Last week, farmers were back out in force. On Thursday, over 40 tractors took to the streets of Oxford and sounded their horns while environment secretary Steve Reed was trying to address a national farming conference. The following day, they engaged in ‘go slow’ tractor drives on key roads across England, from Devon to Cheshire, in an attempt to disrupt supermarket supply chains. The scenes were reminiscent of the European farmers’ revolt that has already shaken the continent’s governing classes to their core.

Described by campaign group Farmers to Action as a ‘warning shot’ to PM Keir Starmer, these protests are set to continue this Friday with what is being described as a ‘national action’. This will involve farmers parking up their tractors in supermarket carparks for several hours. The aim is to give the powers-that-be a taste of the disruption farmers could inflict in the weeks and months ahead.

Farmers’ determination to keep fighting against Labour’s planned changes to so-called agricultural property relief (APR) should surprise no one. This is a tax raid that threatens the very future of British farming – as both an industry and a way of life. It’s no wonder farmers are not backing down.

Under existing APR, farming families are able to pass on their land and property to the next generation without having to pay inheritance tax. Before the General Election, Labour had promised to leave this arrangement as it was. But come Reeves’s October budget, Labour had changed its tune. The chancellor announced that, from April 2026, farmers inheriting land and property worth over £1million – which really isn’t very much in farming terms – would pay inheritance tax at an effective rate of 20 per cent.

This threatens the viability of many farms, the majority of which are family run and owned. Yes, farmers may be asset rich on paper due to the amount of land they own. But thanks to price-squeezing supermarkets and high fertiliser and feed costs, they are very much cash poor in practice. For farmers to pay potentially tens and even hundreds of thousands of pounds in inheritance tax, in some cases far more than what they would actually earn in a year, would be near enough impossible without having to sell off swathes of their farmland. This will impact not only the farmers who inherit and own that land, but also the many workers and the communities that work and rely on it.

As Mrs Graham, a widowed farmer, told a reporter at the Oxford protest: ‘If those taxes had existed when my husband died, I would have had to sell the farm… The government cannot do what they’re doing – everything they are doing is crucifying us.’

She’s right. Labour’s APR move is in danger of killing farming in the UK. According to figures published by the Department for the Environment, Food and Rural Affairs, nearly two-thirds of farms are valued at over £1million. That means that the vast majority of farmers will one day face an inheritance-tax bill that could threaten the very existence of their farm.

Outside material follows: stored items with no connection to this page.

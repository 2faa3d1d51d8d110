use crate::encoding::{
    primitives::{decode_signed, decode_unsigned, signed_octets, unsigned_octets},
    reader::Reader,
    tag::{ApplicationTag, Tag},
    writer::Writer,
};
use crate::types::{BitString, DataValue, Date, ObjectId, Time};
use crate::{DecodeError, EncodeError};

fn u32_len(len: usize) -> Result<u32, EncodeError> {
    u32::try_from(len).map_err(|_| EncodeError::ValueOutOfRange)
}

fn app(w: &mut Writer, tag: ApplicationTag, len: u32) -> Result<(), EncodeError> {
    Tag::Application { tag, len }.encode(w)
}

/// Encodes an application-tagged value. Array elements are written back to
/// back, the way list and array properties appear on the wire.
pub fn encode_value(w: &mut Writer, value: &DataValue) -> Result<(), EncodeError> {
    match value {
        DataValue::Null => app(w, ApplicationTag::Null, 0),
        DataValue::Boolean(v) => app(w, ApplicationTag::Boolean, u32::from(*v)),
        DataValue::Unsigned(v) => encode_unsigned_like(w, ApplicationTag::Unsigned, *v),
        DataValue::Enumerated(v) => encode_unsigned_like(w, ApplicationTag::Enumerated, *v),
        DataValue::Signed(v) => {
            let (bytes, len) = signed_octets(*v);
            app(w, ApplicationTag::Signed, len as u32)?;
            w.write_all(&bytes[4 - len..])
        }
        DataValue::Real(v) => {
            app(w, ApplicationTag::Real, 4)?;
            w.write_all(&v.to_be_bytes())
        }
        DataValue::Double(v) => {
            app(w, ApplicationTag::Double, 8)?;
            w.write_all(&v.to_be_bytes())
        }
        DataValue::OctetString(v) => {
            app(w, ApplicationTag::OctetString, u32_len(v.len())?)?;
            w.write_all(v)
        }
        DataValue::CharacterString(v) => {
            let bytes = v.as_bytes();
            app(w, ApplicationTag::CharacterString, u32_len(bytes.len() + 1)?)?;
            // Character set 0: UTF-8.
            w.write_u8(0)?;
            w.write_all(bytes)
        }
        DataValue::BitString(v) => {
            if v.unused_bits > 7 {
                return Err(EncodeError::ValueOutOfRange);
            }
            app(w, ApplicationTag::BitString, u32_len(v.data.len() + 1)?)?;
            w.write_u8(v.unused_bits)?;
            w.write_all(&v.data)
        }
        DataValue::Date(v) => {
            app(w, ApplicationTag::Date, 4)?;
            w.write_all(&[v.year_since_1900, v.month, v.day, v.weekday])
        }
        DataValue::Time(v) => {
            app(w, ApplicationTag::Time, 4)?;
            w.write_all(&[v.hour, v.minute, v.second, v.hundredths])
        }
        DataValue::ObjectId(v) => {
            app(w, ApplicationTag::ObjectId, 4)?;
            w.write_be_u32(v.raw())
        }
        DataValue::Array(items) => items.iter().try_for_each(|item| encode_value(w, item)),
    }
}

fn encode_unsigned_like(w: &mut Writer, tag: ApplicationTag, value: u32) -> Result<(), EncodeError> {
    let (bytes, len) = unsigned_octets(value);
    app(w, tag, len as u32)?;
    w.write_all(&bytes[4 - len..])
}

pub fn decode_value(r: &mut Reader<'_>) -> Result<DataValue, DecodeError> {
    let tag = Tag::decode(r)?;
    decode_value_from_tag(r, tag)
}

/// Decodes the value whose tag header has already been read. A constructed
/// value (opening tag) decodes into an `Array` of its children.
pub fn decode_value_from_tag(r: &mut Reader<'_>, tag: Tag) -> Result<DataValue, DecodeError> {
    let (tag, len) = match tag {
        Tag::Application { tag, len } => (tag, len),
        Tag::Opening { number } => {
            let mut children = Vec::new();
            loop {
                let child = Tag::decode(r)?;
                if child.closes(number) {
                    return Ok(DataValue::Array(children));
                }
                children.push(decode_value_from_tag(r, child)?);
            }
        }
        Tag::Context { .. } | Tag::Closing { .. } => return Err(DecodeError::Unsupported),
    };

    match tag {
        ApplicationTag::Null => Ok(DataValue::Null),
        ApplicationTag::Boolean => Ok(DataValue::Boolean(len != 0)),
        ApplicationTag::Unsigned => Ok(DataValue::Unsigned(decode_unsigned(r, len as usize)?)),
        ApplicationTag::Enumerated => Ok(DataValue::Enumerated(decode_unsigned(r, len as usize)?)),
        ApplicationTag::Signed => Ok(DataValue::Signed(decode_signed(r, len as usize)?)),
        ApplicationTag::Real if len == 4 => {
            Ok(DataValue::Real(f32::from_be_bytes(r.read_array::<4>()?)))
        }
        ApplicationTag::Double if len == 8 => {
            Ok(DataValue::Double(f64::from_be_bytes(r.read_array::<8>()?)))
        }
        ApplicationTag::OctetString => {
            Ok(DataValue::OctetString(r.read_slice(len as usize)?.to_vec()))
        }
        ApplicationTag::CharacterString => {
            let raw = r.read_slice(len as usize)?;
            let (charset, text) = raw.split_first().ok_or(DecodeError::InvalidLength)?;
            let text = match charset {
                0 => core::str::from_utf8(text)
                    .map_err(|_| DecodeError::InvalidValue)?
                    .to_string(),
                // ISO 8859-1 maps octets straight onto code points.
                5 => text.iter().map(|b| char::from(*b)).collect(),
                _ => return Err(DecodeError::Unsupported),
            };
            Ok(DataValue::CharacterString(text))
        }
        ApplicationTag::BitString => {
            let raw = r.read_slice(len as usize)?;
            let (unused_bits, data) = raw.split_first().ok_or(DecodeError::InvalidLength)?;
            if *unused_bits > 7 {
                return Err(DecodeError::InvalidValue);
            }
            Ok(DataValue::BitString(BitString::new(*unused_bits, data)))
        }
        ApplicationTag::Date if len == 4 => {
            let [year_since_1900, month, day, weekday] = r.read_array::<4>()?;
            Ok(DataValue::Date(Date {
                year_since_1900,
                month,
                day,
                weekday,
            }))
        }
        ApplicationTag::Time if len == 4 => {
            let [hour, minute, second, hundredths] = r.read_array::<4>()?;
            Ok(DataValue::Time(Time {
                hour,
                minute,
                second,
                hundredths,
            }))
        }
        ApplicationTag::ObjectId if len == 4 => Ok(DataValue::ObjectId(ObjectId::from_raw(r.read_be_u32()?))),
        ApplicationTag::Real
        | ApplicationTag::Double
        | ApplicationTag::Date
        | ApplicationTag::Time
        | ApplicationTag::ObjectId => Err(DecodeError::InvalidLength),
    }
}

#[cfg(test)]
mod tests {
    use super::{decode_value, encode_value};
    use crate::encoding::{reader::Reader, writer::Writer};
    use crate::types::{BitString, DataValue, Date, ObjectId, ObjectType, Time};
    use crate::DecodeError;

    fn encoded(value: &DataValue) -> Vec<u8> {
        let mut w = Writer::new();
        encode_value(&mut w, value).unwrap();
        w.into_bytes()
    }

    #[test]
    fn well_known_encodings() {
        assert_eq!(encoded(&DataValue::Null), vec![0x00]);
        assert_eq!(encoded(&DataValue::Boolean(true)), vec![0x11]);
        assert_eq!(encoded(&DataValue::Real(72.5)), vec![0x44, 0x42, 0x91, 0x00, 0x00]);
        assert_eq!(encoded(&DataValue::Signed(-2)), vec![0x31, 0xFE]);
        assert_eq!(
            encoded(&DataValue::from("AHU")),
            vec![0x74, 0x00, b'A', b'H', b'U']
        );
    }

    #[test]
    fn decodes_every_scalar_kind() {
        let values = [
            DataValue::Null,
            DataValue::Boolean(false),
            DataValue::Unsigned(70_000),
            DataValue::Signed(-300),
            DataValue::Real(21.5),
            DataValue::Double(-0.125),
            DataValue::OctetString(vec![0xDE, 0xAD]),
            DataValue::from("zone temp"),
            DataValue::BitString(BitString::from_bits(&[true, false, false, true])),
            DataValue::Enumerated(62),
            DataValue::Date(Date {
                year_since_1900: 126,
                month: 10,
                day: 19,
                weekday: 1,
            }),
            DataValue::Time(Time {
                hour: 23,
                minute: 59,
                second: 58,
                hundredths: 0,
            }),
            DataValue::ObjectId(ObjectId::new(ObjectType::AnalogInput, 4)),
        ];
        for value in values {
            let bytes = encoded(&value);
            let mut r = Reader::new(&bytes);
            assert_eq!(decode_value(&mut r).unwrap(), value);
            assert!(r.is_empty());
        }
    }

    #[test]
    fn constructed_value_becomes_array() {
        let frame = [0x0E, 0x21, 0x01, 0x00, 0x0F];
        let got = decode_value(&mut Reader::new(&frame)).unwrap();
        assert_eq!(
            got,
            DataValue::Array(vec![DataValue::Unsigned(1), DataValue::Null])
        );
    }

    #[test]
    fn latin1_strings_decode() {
        let frame = [0x73, 0x05, b'C', 0xB0];
        let got = decode_value(&mut Reader::new(&frame)).unwrap();
        assert_eq!(got, DataValue::from("C°"));
    }

    #[test]
    fn rejects_bad_lengths_and_charsets() {
        assert_eq!(
            decode_value(&mut Reader::new(&[0x43, 0, 0, 0])),
            Err(DecodeError::InvalidLength)
        );
        assert_eq!(
            decode_value(&mut Reader::new(&[0x72, 0x04, 0x41])),
            Err(DecodeError::Unsupported)
        );
        assert_eq!(
            decode_value(&mut Reader::new(&[0x19, 0x01])),
            Err(DecodeError::Unsupported)
        );
    }
}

Even supermarkets – which are hardly farmers’ friends – are growing concerned about the threat posed to the UK’s food industry by the changes to APR. Sophie Throup, head of agriculture at Morrisons, said this week that her company stands ‘with farmers’ and backs the protesters. While supermarkets have consistently exerted economic pressure on farmers, forever reducing the price at which they can sell their produce, they still ultimately rely on them to line the shelves of their stores. The prospect of farmers slowly selling off their land and reducing their yields, or even stopping work altogether, poses a threat to even the biggest supermarket chains.

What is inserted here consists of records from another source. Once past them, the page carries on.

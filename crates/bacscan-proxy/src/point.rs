//! Point view of a device readout.
//!
//! Maps each object to a simplified kind and direction, the way building
//! automation front-ends list them.

use crate::DeviceReadout;
use bacscan_core::types::{DataValue, ObjectId, ObjectType, PropertyId};
use serde::Serialize;

#[derive(Debug, Clone, Copy, PartialEq, Eq, Serialize)]
#[serde(rename_all = "kebab-case")]
pub enum PointKind {
    Analog,
    Binary,
    MultiState,
    Integer,
    Text,
    Accumulator,
    Unknown,
}

#[derive(Debug, Clone, Copy, PartialEq, Eq, Serialize)]
#[serde(rename_all = "kebab-case")]
pub enum PointDirection {
    Input,
    Output,
    Value,
    Unknown,
}

#[derive(Debug, Clone, Copy, PartialEq, Eq)]
pub struct PointClassification {
    pub kind: PointKind,
    pub direction: PointDirection,
    /// Present-value accepts writes.
    pub writable: bool,
}

pub fn classify_point(object_type: ObjectType) -> PointClassification {
    use ObjectType as T;

    let kind = match object_type {
        T::AnalogInput | T::AnalogOutput | T::AnalogValue | T::LargeAnalogValue => {
            PointKind::Analog
        }
        T::BinaryInput | T::BinaryOutput | T::BinaryValue => PointKind::Binary,
        T::MultiStateInput | T::MultiStateOutput | T::MultiStateValue => PointKind::MultiState,
        T::IntegerValue | T::PositiveIntegerValue => PointKind::Integer,
        T::CharacterStringValue => PointKind::Text,
        T::Accumulator | T::PulseConverter => PointKind::Accumulator,
        _ => PointKind::Unknown,
    };
    let direction = match object_type {
        T::AnalogInput | T::BinaryInput | T::MultiStateInput | T::Accumulator => {
            PointDirection::Input
        }
        T::AnalogOutput | T::BinaryOutput | T::MultiStateOutput => PointDirection::Output,
        _ if kind == PointKind::Unknown => PointDirection::Unknown,
        _ => PointDirection::Value,
    };
    let writable = matches!(direction, PointDirection::Output | PointDirection::Value);

    PointClassification {
        kind,
        direction,
        writable,
    }
}

/// One object of a device, with what the readout learned about it.
#[derive(Debug, Clone, PartialEq)]
pub struct Point {
    pub object_id: ObjectId,
    pub name: Option<String>,
    pub classification: PointClassification,
    pub present_value: Option<DataValue>,
    pub units: Option<u32>,
}

impl Point {
    /// Lists the readout's objects as points, skipping the device object and
    /// objects that are not points.
    pub fn from_readout(readout: &DeviceReadout) -> Vec<Self> {
        readout
            .objects
            .iter()
            .filter(|id| id.object_type() != ObjectType::Device)
            .filter_map(|&object_id| {
                let classification = classify_point(object_id.object_type());
                if classification.kind == PointKind::Unknown {
                    return None;
                }
                let name = readout
                    .value(object_id, PropertyId::ObjectName)
                    .and_then(DataValue::as_str)
                    .map(str::to_string);
                let units = match readout.value(object_id, PropertyId::Units) {
                    Some(DataValue::Enumerated(units)) => Some(*units),
                    _ => None,
                };
                Some(Self {
                    object_id,
                    name,
                    classification,
                    present_value: readout.value(object_id, PropertyId::PresentValue).cloned(),
                    units,
                })
            })
            .collect()
    }
}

Nevertheless, the government is continuing to act as if none of this matters – as if the ability to produce the food we eat is not really all that important. How else to explain its stubbornness on APR? Painfully estranged from so much of working Britain, Labour is simply unable to grasp the impact of its adherence to Treasury orthodoxy on the real economy. It is being warned of the destructive consequences of this inheritance-tax raid. And yet ministers can only respond with robotic, bean-counting talk of the need to ‘take difficult decisions’ in order to ‘balance the books’. Or as environment secretary Steve Reed told last week’s national farming conference: ‘I’m sorry that some of the action we had to take shocked you… but stable finances are the foundation of the economic growth needed.’

The Labour government seems stuck on technocratic autopilot, telling farmers fearing for their livelihoods that there is no alternative. Them’s the budgetary rules, it says time and again.

Yet as the ongoing protests show, farmers are not giving up. Sooner or later, this most deluded of governments will be brought face to face with the devastating consequences of its policies. A reckoning is coming.

Tim Black is a spiked columnist.

Picture by: Getty.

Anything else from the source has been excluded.